Le président du tribunal a désigné M. Monlaü, premier conseiller, en qualité de juge des référés, en application de l’article L. 511-2 du code de justice administrative.


Vu les autres pièces du dossier.

Vu :
- la convention européenne de sauvegarde des droits de l’homme et des libertés fondamentales ;
- le code de l’entrée et du séjour des étrangers et du droit d’asile ;
- le code de justice administrative.

Considérant ce qui suit :

1. Aux termes de l'article L. 521-2 du code de justice administrative : « Saisi d'une demande en ce sens justifiée par l'urgence, le juge des référés peut ordonner toutes mesures nécessaires à la sauvegarde d'une liberté fondamentale à laquelle une personne morale de droit public (…) aurait porté, dans l'exercice d'un de ses pouvoirs, une atteinte grave et manifestement illégale. (…) ». En vertu de l’article L. 522-3 du même code, le juge des référés peut, par une décision motivée, rejeter une requête en référé sans instruction lorsqu’il apparaît manifeste, au vu de la demande, que celle-ci est irrecevable ou mal fondée.

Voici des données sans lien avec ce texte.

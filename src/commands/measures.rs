use std::io::{self, Write};

use anyhow::{Context, Result};

use crate::cli::MeasuresArgs;
use gradeval::measures::MEASURES;

pub fn run(args: MeasuresArgs) -> Result<()> {
    let stdout = io::stdout();
    let mut out = stdout.lock();
    write_measure_list(&mut out, args.names_only)?;
    out.flush().context("failed to flush measure list")?;
    Ok(())
}

fn write_measure_list(out: &mut impl Write, names_only: bool) -> Result<()> {
    for measure in MEASURES {
        if names_only {
            writeln!(out, "{}", measure.name()).context("failed to write measure list")?;
            continue;
        }

        let defaults = measure
            .default_params()
            .values()
            .iter()
            .map(i64::to_string)
            .collect::<Vec<String>>();
        let usage = if defaults.is_empty() {
            measure.name().to_string()
        } else {
            format!("{}.{}", measure.name(), defaults.join(","))
        };

        writeln!(out, "{}\n    default: -m {usage}\n    {}\n", measure.name(), measure.explanation())
            .context("failed to write measure list")?;
    }
    Ok(())
}

#[cfg(test)]
mod tests {
    use super::write_measure_list;

    #[test]
    fn names_only_lists_one_measure_per_line() {
        let mut out = Vec::new();
        write_measure_list(&mut out, true).expect("listing should write");
        let text = String::from_utf8(out).expect("listing is UTF-8");
        assert_eq!(
            text.lines().collect::<Vec<&str>>(),
            vec!["err_rel_lvl", "qm_rel_lvl_cut"]
        );
    }

    #[test]
    fn full_listing_shows_default_selection() {
        let mut out = Vec::new();
        write_measure_list(&mut out, false).expect("listing should write");
        let text = String::from_utf8(out).expect("listing is UTF-8");
        assert!(text.contains("default: -m err_rel_lvl\n"), "unexpected listing: {text}");
        assert!(
            text.contains("default: -m qm_rel_lvl_cut.5,10,15,20,30,100\n"),
            "unexpected listing: {text}"
        );
    }
}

2. Si M. B..., de nationalité comorienne, né le 1er mai 2005, justifie de sa scolarité à Mayotte de 2018 à 2024, il ne donne aucune précision sur sa situation actuelle. S’il allègue avoir l’intégralité de ses attaches personnelles et familiales à Mayotte, il n’en justifie pas à l’instance par les pièces produites. Dans ces conditions, M. B... n’est pas fondé à soutenir que l’arrêté du 27 mars 2025 porterait une atteinte grave et manifestement illégale à son droit au respect de sa vie privée et familiale. Par suite, les conclusions de la requête tendant à la suspension de l’exécution de l’arrêté portant obligation de quitter le territoire français peuvent, dès lors qu’elles sont manifestement infondées, être rejetées en vertu des dispositions de l’article L. 522-3 du code de justice administrative.


ORDONNE :


Article 1er : La requête de M. B... est rejetée.

Article 2 : La présente ordonnance sera notifiée à M. A... B... et au préfet de Mayotte.

Copie en sera transmise au ministre de l’intérieur et au ministre des outre-mer en application de l’article R. 751-8 du code de justice administrative.


Fait à Mamoudzou, le 31 mars 2025.







Le juge des référés,



X. MONLAÜ


La République mande et ordonne au préfet de Mayotte en ce qui le concerne ou à tous commissaires de justice à ce requis en ce qui concerne les voies de droit commun contre les parties privées, de pourvoir à l’exécution de la présente décision.